JHCTES Tesla Coil Notebook
This notebook has been written to supplement the design and engineering information presented in the Tesla Coil Design Manual (TCDM). It also includes engineering information for using the JHCTES computer program. Each of the program's 46 input and output parameters are listed with explanations of how they work in the program. The notebook also includes computer printouts for a typical 1,000 watt Tesla coil and the Colorado Springs coil. Because of the complex relationship of the Tesla coil parameters, some of the outputs appear to be incorrect. The explanation given for each parameter shows how the computer outputs are obtained. This program will give you an insight into Tesla coil engineering that is not possible to obtain when using any other program.
The JHCTES program has been developed to aid the Tesla coil builder in the design of his coils. The program includes 46 major T.C. parameters including physical dimensions of the coils. The program is interactive and coordinates all parameters so that when one parameter is changed all the related parameters are automatically changed. The program is based on data from successful coils that have been built and tested by the author and many other coil builders. This program will save you a lot of time and money in trial and error building. Tesla coils built from designs produced by this program will work as shown provided you use quality materials, good construction, and the system is properly tuned.
Tesla coils are resonant air core transformers. They consists of two RCL circuits that are inductively coupled by their coils being in close proximity to each other. Because of the high voltage electric fields and distributed parameters Tesla coils are more complex than the typical RCL coupled circuits. For this reason electrical engineering texts state that the design of Tesla coils is empirical. Empirical design means design by both theory and experience. The experience refers to what is learned by building and testing Tesla coils. The data obtained from testing is converted into equations and graphs that can be used to design and build new Tesla coils. This is the concept that must be used to design all complex engineering systems. This concept has been used for developing the JHCTES program.
The JHCTES program is for the design of classical Tesla coils only. Tesla coils using the extra coil or other coil arrangements are not included. Tesla left very little information on his work with the extra coil. There is not enough empirical data available at this time to produce a practical program that would include the extra coil. This leaves an opportunity for Tesla coil builders of today to research the possibilities of the extra coil and other coil combinations and publish their test results. As stated in the TCDM page 24-4, the extra coil because of the reduced losses should produce a spark length of about 1.5 times the spark length shown on the graph Fig 2 of the TCDM page 5-6.
Tesla coil operation is often misunderstood by builders and this causes them much wasted time and effort in getting their coils to work properly. These misconceptions are in regards to operating frequency, Q factors, coupling, tuning, etc. The following information in this notebook and the JHCTES program will show the builder how to avoid wasted time and costly errors in designing, building, and testing their coils.

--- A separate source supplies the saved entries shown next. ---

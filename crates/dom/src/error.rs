//! DOM error types

use thiserror::Error;

/// DOM operation result type
pub type DomResult<T> = Result<T, DomError>;

/// DOM errors
#[derive(Debug, Error)]
pub enum DomError {
    #[error("No node at path {0:?}")]
    InvalidPath(Vec<usize>),

    #[error("Node at path {0:?} cannot have children")]
    NotAContainer(Vec<usize>),
}
/// Incremental tree construction state for one build
#[derive(Debug)]
pub struct TreeBuilder {
    tree: DomTree,
    cursor: NodePath,
    /// Levels the source counts that have no node in this tree
    depth_offset: usize,
    capabilities: Capabilities,
    markup: Markup,
    selector: Option<String>,
    compat_mode: CompatMode,
    doctype: Option<DoctypeData>,
    title: Option<String>,
    warnings: Vec<String>,
    tokens: Vec<TokenRecord>,
}

impl TreeBuilder {
    fn new(capabilities: Capabilities, markup: Markup, selector: Option<String>, compat_mode: CompatMode) -> Self {
        let mut builder = Self {
            tree: DomTree::new(),
            cursor: NodePath::new(),
            depth_offset: 0,
            capabilities,
            markup,
            selector,
            compat_mode,
            doctype: None,
            title: None,
            warnings: Vec::new(),
            tokens: Vec::new(),
        };

        if !capabilities.virtual_nodes {
            builder.warn("Token source cannot detect virtual nodes; virtual flags are unknown");
        }
        if markup == Markup::Html && !capabilities.qualified_names {
            builder.warn("Token source does not report qualified tag names; using plain tag names");
        }
        if builder.selector.is_some() && !capabilities.selector_matching {
            builder.warn("Token source cannot match selectors; selector ignored");
        }
        builder
    }

    /// Builder for a full document parse
    pub fn document(capabilities: Capabilities, selector: Option<String>) -> Self {
        Self::new(capabilities, Markup::Html, selector, CompatMode::Quirks)
    }

    /// Builder for an XML document
    pub fn xml(capabilities: Capabilities, selector: Option<String>) -> Self {
        Self::new(capabilities, Markup::Xml, selector, CompatMode::NoQuirks)
    }

    /// Builder for a fragment parsed without a context element
    ///
    /// The HTML, HEAD and BODY elements the source assumes are created up
    /// front, without spans, and tokens are appended under BODY.
    pub fn fragment(capabilities: Capabilities, selector: Option<String>) -> BuilderResult<Self> {
        let mut builder = Self::new(capabilities, Markup::Html, selector, CompatMode::NoQuirks);
        let html = builder
            .tree
            .append_child(&[], Node::element(ElementData::new("HTML", Namespace::Html)))?;
        builder
            .tree
            .append_child(&[html], Node::element(ElementData::new("HEAD", Namespace::Html)))?;
        let body = builder
            .tree
            .append_child(&[html], Node::element(ElementData::new("BODY", Namespace::Html)))?;
        builder.cursor.push(html);
        builder.cursor.push(body);
        Ok(builder)
    }

    /// Builder for a fragment inside a resolved context element
    ///
    /// The context element is not part of the tree but the source counts it,
    /// so reported depths are one deeper than the tree.
    pub fn in_context(capabilities: Capabilities, selector: Option<String>, context: &ResolvedContext) -> Self {
        let mut builder = Self::new(capabilities, Markup::Html, selector, context.compat_mode);
        builder.depth_offset = 1;
        builder.doctype = context.doctype.clone();
        builder.title = context.title.clone();
        builder
    }

    pub fn tree(&self) -> &DomTree {
        &self.tree
    }

    pub fn cursor(&self) -> &[usize] {
        &self.cursor
    }

    pub fn warnings(&self) -> &[String] {
        &self.warnings
    }

    fn warn(&mut self, message: &str) {
        if self.warnings.iter().any(|w| w == message) {
            return;
        }
        warn!("{}", message);
        self.warnings.push(message.to_string());
    }

    /// Apply the source's current token to the tree
    pub fn apply<S: TokenSource>(&mut self, source: &S) -> BuilderResult<()> {
        let depth = source.current_depth().saturating_sub(self.depth_offset);
        if self.cursor.len() + 1 > depth {
            self.cursor.pop();
        }

        let token_type = source
            .token_type()
            .ok_or_else(|| BuildError::UnhandledTokenType("none".to_string()))?;
        trace!(
            "Applying {} at depth {} with cursor {:?}",
            token_type,
            depth,
            self.cursor.as_slice()
        );

        let diagnostics = Diagnostics {
            span: source.token_span(),
            breadcrumbs: source.breadcrumbs(),
            depth: self.cursor.len(),
            insertion_mode: source.insertion_mode(),
            is_virtual: if self.capabilities.virtual_nodes {
                source.is_virtual()
            } else {
                None
            },
        };

        match token_type {
            TokenType::Doctype => self.apply_doctype(source, diagnostics),
            TokenType::Tag => self.apply_tag(source, diagnostics),
            TokenType::Text => {
                let text = source.modifiable_text();
                self.record(token_type, None, None, Some(text.clone()), None);
                self.append(Node::text(text).with_diagnostics(diagnostics))
            }
            TokenType::CdataSection => {
                let text = source.modifiable_text();
                self.record(token_type, None, None, Some(text.clone()), None);
                self.append(Node::new(NodeKind::CdataSection(text)).with_diagnostics(diagnostics))
            }
            TokenType::Comment => self.apply_comment(source, diagnostics),
            TokenType::PresumptuousTag | TokenType::FunkyComment => {
                let kind = if token_type == TokenType::PresumptuousTag {
                    CommentKind::PresumptuousTag
                } else {
                    CommentKind::FunkyComment
                };
                let text = source.modifiable_text();
                self.record(token_type, None, None, Some(text.clone()), source.comment_type());
                self.append(Node::comment(text, kind).with_diagnostics(diagnostics))
            }
            TokenType::XmlDeclaration | TokenType::ProcessingInstruction if self.markup == Markup::Xml => {
                self.apply_instruction(source, token_type, diagnostics)
            }
            TokenType::XmlDeclaration | TokenType::ProcessingInstruction => {
                Err(BuildError::UnhandledTokenType(token_type.to_string()))
            }
        }
    }

    fn append(&mut self, node: Node) -> BuilderResult<()> {
        self.tree.append_child(&self.cursor, node)?;
        Ok(())
    }

    fn record(
        &mut self,
        token_type: TokenType,
        name: Option<String>,
        closer: Option<bool>,
        content: Option<String>,
        comment_type: Option<CommentType>,
    ) {
        self.tokens.push(TokenRecord {
            token_type,
            name,
            closer,
            content,
            comment_type,
        });
    }

    fn apply_doctype<S: TokenSource>(&mut self, source: &S, diagnostics: Diagnostics) -> BuilderResult<()> {
        let doctype = if self.capabilities.doctype_info {
            match source.doctype_info() {
                Some(info) => {
                    self.compat_mode = info.indicated_compatability_mode;
                    DoctypeData {
                        name: info.name.unwrap_or_default(),
                        public_id: info.public_identifier,
                        system_id: info.system_identifier,
                    }
                }
                None => DoctypeData::default(),
            }
        } else {
            self.warn("Token source does not report DOCTYPE details; DOCTYPE left unnamed");
            DoctypeData::default()
        };

        self.record(TokenType::Doctype, Some(doctype.name.clone()), None, None, None);
        if self.doctype.is_none() {
            self.doctype = Some(doctype.clone());
        }
        self.append(Node::new(NodeKind::DocumentType(doctype)).with_diagnostics(diagnostics))
    }

    fn apply_tag<S: TokenSource>(&mut self, source: &S, diagnostics: Diagnostics) -> BuilderResult<()> {
        let tag = source.tag().unwrap_or_default();
        let namespace = source.namespace();
        let closer = source.is_tag_closer();
        let name = match self.markup {
            Markup::Html => element_name(source, &tag, namespace, self.capabilities),
            Markup::Xml => tag.clone(),
        };
        self.record(TokenType::Tag, Some(tag.clone()), Some(closer), None, None);

        if closer {
            let element = ElementData::closer(name, namespace);
            return self.append(Node::element(element).with_diagnostics(diagnostics));
        }

        let mut element = ElementData::new(name, namespace);
        for attribute_name in source.attribute_names() {
            let value = source
                .attribute(&attribute_name)
                .map(|value| value.into_string())
                .unwrap_or_default();
            element.attributes.push(Attribute::new(attribute_name, value));
        }
        if let Some(selector) = &self.selector {
            if self.capabilities.selector_matching {
                element.matches_selector = source.matches_selector(selector);
            }
        }

        let xml = self.markup == Markup::Xml;
        let html = !xml && namespace == Namespace::Html;
        let self_contained = html && is_self_contained_element(&tag);
        let depth = diagnostics.depth;
        let mut node = Node::element(element).with_diagnostics(diagnostics);

        if self_contained || xml {
            let text = source.modifiable_text();
            if html && tag.eq_ignore_ascii_case("TITLE") && self.title.is_none() {
                self.title = Some(normalize_title(&text));
            }
            if !text.is_empty() {
                node = node.with_child(Node::text(text).with_diagnostics(Diagnostics {
                    depth: depth + 1,
                    ..Default::default()
                }));
            }
        }

        let index = self.tree.append_child(&self.cursor, node)?;

        let leaf = (html && is_void_element(&tag)) || (!html && source.has_self_closing_flag()) || self_contained;
        if !leaf {
            self.cursor.push(index);
        }
        Ok(())
    }

    fn apply_comment<S: TokenSource>(&mut self, source: &S, diagnostics: Diagnostics) -> BuilderResult<()> {
        let comment_type = source.comment_type().ok_or(BuildError::UnhandledCommentType)?;
        let text = source.modifiable_text();
        self.record(TokenType::Comment, None, None, Some(text.clone()), Some(comment_type));

        let kind = match comment_type {
            CommentType::HtmlComment => CommentKind::HtmlComment,
            CommentType::AbruptlyClosed => CommentKind::AbruptlyClosed,
            CommentType::CdataLookalike => CommentKind::CdataLookalike,
            CommentType::PiLookalike => CommentKind::PiLookalike,
            CommentType::InvalidHtml => CommentKind::InvalidHtml,
        };

        if kind != CommentKind::PiLookalike {
            return self.append(Node::comment(text, kind).with_diagnostics(diagnostics));
        }

        // The instruction child carries the text, the comment stays empty
        let instruction = Node::new(NodeKind::ProcessingInstruction {
            target: source.tag().unwrap_or_default(),
            data: text,
        })
        .with_diagnostics(Diagnostics {
            depth: diagnostics.depth + 1,
            ..Default::default()
        });
        let node = Node::comment(String::new(), kind).with_child(instruction);
        self.append(node.with_diagnostics(diagnostics))
    }

    fn apply_instruction<S: TokenSource>(
        &mut self,
        source: &S,
        token_type: TokenType,
        diagnostics: Diagnostics,
    ) -> BuilderResult<()> {
        let target = match token_type {
            TokenType::XmlDeclaration => "xml".to_string(),
            _ => source.tag().unwrap_or_default(),
        };
        let data = source.modifiable_text();
        self.record(token_type, Some(target.clone()), None, Some(data.clone()), None);
        self.append(Node::new(NodeKind::ProcessingInstruction { target, data }).with_diagnostics(diagnostics))
    }

    /// Hand over the finished tree and metadata
    fn into_parts(self) -> (DomTree, Metadata) {
        let metadata = Metadata {
            compat_mode: self.compat_mode,
            doctype: self.doctype,
            title: self.title,
            warnings: self.warnings,
            tokens: self.tokens,
        };
        (self.tree, metadata)
    }
}
//! Result assembly
//!
//! Turns a finished build into the values handed back to callers, and maps
//! the token source's terminal state onto build errors.

use log::info;
use parsetrail_dom::serialize::to_html;
use parsetrail_dom::{CompatMode, DoctypeData, DomTree, Node};
use parsetrail_html::{Capabilities, HostParser, TokenSource, TokenType};
use serde::Serialize;
use std::sync::Arc;

use crate::builder::{build, Metadata, TokenRecord};
use crate::error::BuildError;
use crate::options::Request;
use crate::recorder::Playback;

/// A finished build
#[derive(Debug, Clone, Serialize)]
#[serde(rename_all = "camelCase")]
pub struct BuildResult {
    pub tree: Arc<Node>,
    pub playback: Playback,
    pub compat_mode: CompatMode,
    pub doctype: Option<DoctypeData>,
    pub document_title: Option<String>,
    pub context_node_name: Option<String>,
    pub warnings: Vec<String>,
    pub tokens: Vec<TokenRecord>,
}

/// Tag entry of the token listing
#[derive(Debug, Clone, PartialEq, Eq, Serialize)]
pub struct TagRecord {
    pub name: String,
    pub closer: bool,
}

impl BuildResult {
    pub(crate) fn assemble(
        tree: DomTree,
        playback: Playback,
        metadata: Metadata,
        context_node_name: Option<String>,
    ) -> Self {
        Self {
            tree: tree.into_root(),
            playback,
            compat_mode: metadata.compat_mode,
            doctype: metadata.doctype,
            document_title: metadata.title,
            context_node_name,
            warnings: metadata.warnings,
            tokens: metadata.tokens,
        }
    }

    /// Tag tokens in the order they were consumed
    pub fn tags(&self) -> Vec<TagRecord> {
        self.tokens
            .iter()
            .filter(|token| token.token_type == TokenType::Tag)
            .map(|token| TagRecord {
                name: token.name.clone().unwrap_or_default(),
                closer: token.closer.unwrap_or(false),
            })
            .collect()
    }

    /// The finished tree written back out as HTML
    pub fn normalized_html(&self) -> String {
        to_html(&self.tree)
    }
}

/// Error for a source that stopped early, if it did
///
/// `parsed` is how far into the input the consumed tokens reached.
pub fn terminal_error<S: TokenSource>(source: &S, parsed: usize) -> Option<BuildError> {
    if let Some(error) = source.last_error() {
        return Some(match error.unsupported {
            Some(detail) => BuildError::UnsupportedConstruct(detail),
            None => BuildError::Parse(error.message),
        });
    }
    if source.paused_at_incomplete_token() {
        return Some(BuildError::IncompleteToken { parsed });
    }
    None
}

/// Reply to a debugger request
#[derive(Debug, Clone, Serialize)]
#[serde(rename_all = "camelCase")]
pub struct Response {
    pub supports: Capabilities,
    pub html: String,
    #[serde(skip_serializing_if = "Option::is_none")]
    pub error: Option<String>,
    #[serde(skip_serializing_if = "Option::is_none")]
    pub normalized_html: Option<String>,
    #[serde(skip_serializing_if = "Option::is_none")]
    pub result: Option<BuildResult>,
}

impl Response {
    pub fn to_json(&self) -> Result<String, serde_json::Error> {
        serde_json::to_string(self)
    }

    pub fn is_error(&self) -> bool {
        self.error.is_some()
    }
}

/// Build `request` and package the outcome
///
/// Failures become the `error` text; no partial result is ever attached.
pub fn respond<H: HostParser>(host: &H, request: &Request) -> Response {
    let supports = host.capabilities();
    match build(host, &request.html, &request.options()) {
        Ok(result) => Response {
            supports,
            html: request.html.clone(),
            error: None,
            normalized_html: Some(result.normalized_html()),
            result: Some(result),
        },
        Err(error) => {
            info!("Request failed: {}", error);
            Response {
                supports,
                html: request.html.clone(),
                error: Some(error.to_string()),
                normalized_html: None,
                result: None,
            }
        }
    }
}
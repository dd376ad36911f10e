//! Scripted host parser
//!
//! Replays token streams recorded ahead of time, keyed by the exact input
//! they describe. Scripts can be written in code or loaded from JSON, which
//! makes it possible to reproduce any token sequence a real host produces,
//! including capability gaps and token kinds the reference processor never
//! emits.

use parsetrail_dom::{Namespace, Span};
use rustc_hash::FxHashMap;
use serde::{Deserialize, Serialize};
use std::cell::RefCell;
use std::io::Read;

use crate::error::{HtmlError, HtmlResult};
use crate::source::{
    AttributeValue, Capabilities, CommentType, ContextElement, DoctypeInfo, HostParser, SourceError, TokenSource,
    TokenType,
};

/// One token as a host reported it
#[derive(Debug, Clone, PartialEq, Default, Serialize, Deserialize)]
#[serde(rename_all = "camelCase", default)]
pub struct RecordedToken {
    /// `None` reproduces a host that could not name the token
    #[serde(rename = "type")]
    pub token_type: Option<TokenType>,
    pub tag: Option<String>,
    pub qualified_tag_name: Option<String>,
    pub closer: bool,
    pub self_closing: bool,
    pub namespace: Namespace,
    pub attributes: Vec<(String, AttributeValue)>,
    pub text: String,
    pub comment_type: Option<CommentType>,
    pub doctype: Option<DoctypeInfo>,
    pub breadcrumbs: Vec<String>,
    pub depth: usize,
    pub mode: Option<String>,
    pub is_virtual: bool,
    pub span: Option<Span>,
    pub matches: Option<bool>,
}

impl RecordedToken {
    pub fn new(token_type: TokenType, depth: usize, span: Span) -> Self {
        Self {
            token_type: Some(token_type),
            depth,
            span: Some(span),
            ..Default::default()
        }
    }

    /// Opening tag in the HTML namespace
    pub fn opener(tag: &str, depth: usize, span: Span) -> Self {
        Self {
            tag: Some(tag.to_string()),
            qualified_tag_name: Some(tag.to_string()),
            ..Self::new(TokenType::Tag, depth, span)
        }
    }

    pub fn closer(tag: &str, depth: usize, span: Span) -> Self {
        Self {
            closer: true,
            ..Self::opener(tag, depth, span)
        }
    }

    pub fn text(text: &str, depth: usize, span: Span) -> Self {
        Self {
            text: text.to_string(),
            ..Self::new(TokenType::Text, depth, span)
        }
    }

    pub fn comment(text: &str, comment_type: Option<CommentType>, depth: usize, span: Span) -> Self {
        Self {
            text: text.to_string(),
            comment_type,
            ..Self::new(TokenType::Comment, depth, span)
        }
    }

    pub fn with_attribute(mut self, name: &str, value: AttributeValue) -> Self {
        self.attributes.push((name.to_string(), value));
        self
    }

    pub fn with_namespace(mut self, namespace: Namespace, qualified: &str) -> Self {
        self.namespace = namespace;
        self.qualified_tag_name = Some(qualified.to_string());
        self
    }

    pub fn with_breadcrumbs(mut self, breadcrumbs: &[&str]) -> Self {
        self.breadcrumbs = breadcrumbs.iter().map(|b| b.to_string()).collect();
        self
    }

    pub fn with_matches(mut self, matches: bool) -> Self {
        self.matches = Some(matches);
        self
    }

    pub fn virtual_token(mut self) -> Self {
        self.is_virtual = true;
        self
    }
}

/// Everything a source reports for one input
#[derive(Debug, Clone, PartialEq, Default, Serialize, Deserialize)]
#[serde(rename_all = "camelCase", default)]
pub struct Script {
    pub tokens: Vec<RecordedToken>,
    /// Reported once the tokens run out
    pub error: Option<SourceError>,
    pub paused: bool,
}

impl Script {
    pub fn new(tokens: Vec<RecordedToken>) -> Self {
        Self {
            tokens,
            ..Default::default()
        }
    }

    pub fn with_error(mut self, error: SourceError) -> Self {
        self.error = Some(error);
        self
    }

    pub fn paused(mut self) -> Self {
        self.paused = true;
        self
    }
}

#[derive(Debug, Deserialize)]
#[serde(rename_all = "camelCase")]
struct Fixture {
    #[serde(default)]
    capabilities: Capabilities,
    scripts: FxHashMap<String, Script>,
}

/// Host parser replaying scripts
#[derive(Debug, Default)]
pub struct ScriptedHost {
    capabilities: Capabilities,
    scripts: FxHashMap<String, Script>,
    contexts: RefCell<Vec<ContextElement>>,
}

impl ScriptedHost {
    pub fn new(capabilities: Capabilities) -> Self {
        Self {
            capabilities,
            scripts: FxHashMap::default(),
            contexts: RefCell::new(Vec::new()),
        }
    }

    /// Register the script replayed for `input`
    pub fn with_script(mut self, input: &str, script: Script) -> Self {
        self.scripts.insert(input.to_string(), script);
        self
    }

    /// Load a fixture of the form `{"capabilities": {..}, "scripts": {input: script}}`
    pub fn from_json(json: &str) -> HtmlResult<Self> {
        let fixture: Fixture = serde_json::from_str(json)?;
        Self::from_fixture(fixture)
    }

    pub fn from_reader<R: Read>(reader: R) -> HtmlResult<Self> {
        let fixture: Fixture = serde_json::from_reader(reader)?;
        Self::from_fixture(fixture)
    }

    fn from_fixture(fixture: Fixture) -> HtmlResult<Self> {
        for (input, script) in &fixture.scripts {
            for (index, token) in script.tokens.iter().enumerate() {
                if let Some(span) = token.span {
                    if !span.fits(input.len()) {
                        return Err(HtmlError::SpanOutOfBounds {
                            input: input.clone(),
                            index,
                            span,
                        });
                    }
                }
            }
        }

        Ok(Self {
            capabilities: fixture.capabilities,
            scripts: fixture.scripts,
            contexts: RefCell::new(Vec::new()),
        })
    }

    /// Context elements fragments were requested with, oldest first
    pub fn requested_contexts(&self) -> Vec<ContextElement> {
        self.contexts.borrow().clone()
    }

    fn source_for(&self, input: &str) -> Option<ScriptedSource> {
        self.scripts
            .get(input)
            .map(|script| ScriptedSource::new(script.clone(), self.capabilities))
    }
}

impl HostParser for ScriptedHost {
    type Source = ScriptedSource;

    fn capabilities(&self) -> Capabilities {
        self.capabilities
    }

    fn create_full_parser(&self, input: &str) -> Option<ScriptedSource> {
        if !self.capabilities.full_parser {
            return None;
        }
        self.source_for(input)
    }

    fn create_fragment(&self, input: &str, context: Option<&ContextElement>) -> Option<ScriptedSource> {
        if let Some(context) = context {
            if !self.capabilities.fragment_at_node {
                return None;
            }
            self.contexts.borrow_mut().push(context.clone());
        }
        self.source_for(input)
    }

    fn create_xml_parser(&self, input: &str) -> Option<ScriptedSource> {
        if !self.capabilities.xml_parser {
            return None;
        }
        self.source_for(input)
    }
}

/// Source replaying one script
#[derive(Debug, Clone)]
pub struct ScriptedSource {
    script: Script,
    capabilities: Capabilities,
    /// Index of the current token plus one, zero before the first call
    position: usize,
}

impl ScriptedSource {
    pub fn new(script: Script, capabilities: Capabilities) -> Self {
        Self {
            script,
            capabilities,
            position: 0,
        }
    }

    fn current(&self) -> Option<&RecordedToken> {
        self.position.checked_sub(1).and_then(|index| self.script.tokens.get(index))
    }

    fn exhausted(&self) -> bool {
        self.position > self.script.tokens.len()
    }
}

impl TokenSource for ScriptedSource {
    fn next_token(&mut self) -> bool {
        if self.exhausted() {
            return false;
        }
        self.position += 1;
        !self.exhausted()
    }

    fn token_type(&self) -> Option<TokenType> {
        self.current().and_then(|token| token.token_type)
    }

    fn tag(&self) -> Option<String> {
        self.current().and_then(|token| token.tag.clone())
    }

    fn qualified_tag_name(&self) -> Option<String> {
        if !self.capabilities.qualified_names {
            return None;
        }
        self.current().and_then(|token| token.qualified_tag_name.clone())
    }

    fn is_tag_closer(&self) -> bool {
        self.current().map(|token| token.closer).unwrap_or(false)
    }

    fn has_self_closing_flag(&self) -> bool {
        self.current().map(|token| token.self_closing).unwrap_or(false)
    }

    fn namespace(&self) -> Namespace {
        self.current().map(|token| token.namespace).unwrap_or_default()
    }

    fn attribute_names(&self) -> Vec<String> {
        self.current()
            .map(|token| token.attributes.iter().map(|(name, _)| name.clone()).collect())
            .unwrap_or_default()
    }

    fn attribute(&self, name: &str) -> Option<AttributeValue> {
        self.current()?
            .attributes
            .iter()
            .find(|(candidate, _)| candidate == name)
            .map(|(_, value)| value.clone())
    }

    fn modifiable_text(&self) -> String {
        self.current().map(|token| token.text.clone()).unwrap_or_default()
    }

    fn comment_type(&self) -> Option<CommentType> {
        self.current().and_then(|token| token.comment_type)
    }

    fn doctype_info(&self) -> Option<DoctypeInfo> {
        if !self.capabilities.doctype_info {
            return None;
        }
        self.current().and_then(|token| token.doctype.clone())
    }

    fn breadcrumbs(&self) -> Vec<String> {
        self.current().map(|token| token.breadcrumbs.clone()).unwrap_or_default()
    }

    fn current_depth(&self) -> usize {
        self.current().map(|token| token.depth).unwrap_or(0)
    }

    fn insertion_mode(&self) -> Option<String> {
        self.current().and_then(|token| token.mode.clone())
    }

    fn is_virtual(&self) -> Option<bool> {
        if !self.capabilities.virtual_nodes {
            return None;
        }
        self.current().map(|token| token.is_virtual)
    }

    fn token_span(&self) -> Option<Span> {
        self.current().and_then(|token| token.span)
    }

    fn last_error(&self) -> Option<SourceError> {
        if self.exhausted() {
            self.script.error.clone()
        } else {
            None
        }
    }

    fn paused_at_incomplete_token(&self) -> bool {
        self.exhausted() && self.script.paused
    }

    fn matches_selector(&self, _selector: &str) -> Option<bool> {
        if !self.capabilities.selector_matching {
            return None;
        }
        Some(self.current()?.matches.unwrap_or(false))
    }
}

In the past Tesla coils played an important role in science, medicine, etc. Up until the 1930s Tesla coils were the only way to produce the high voltages needed for nuclear research, X-rays, and other high voltage devices. Today Tesla coils are built mostly for exhibition purposes and big sparks. It should be noted, however, that Tesla coils have a future for other electrical devices including vehicles in space. On earth Tesla coils have limited use because the atmosphere short circuits their output. Their operation on earth is like trying to light a match under water. However, in space outside the atmosphere this type of short circuiting does not exist and the Coulomb forces that can be produced by Tesla coils can be used in many ways in space. Because of the precise control of these forces that is possible with Tesla Coils, these forces are ideal for maneuvering vehicles in space. The energy required could be obtained from the sun. This is a much more efficient system compared to bringing rocket fuels from the earth to do the same kind of job. There is no doubt that Tesla coils will be of great importance in the future. The JHCTES computer program can expedite the research of this apparatus today.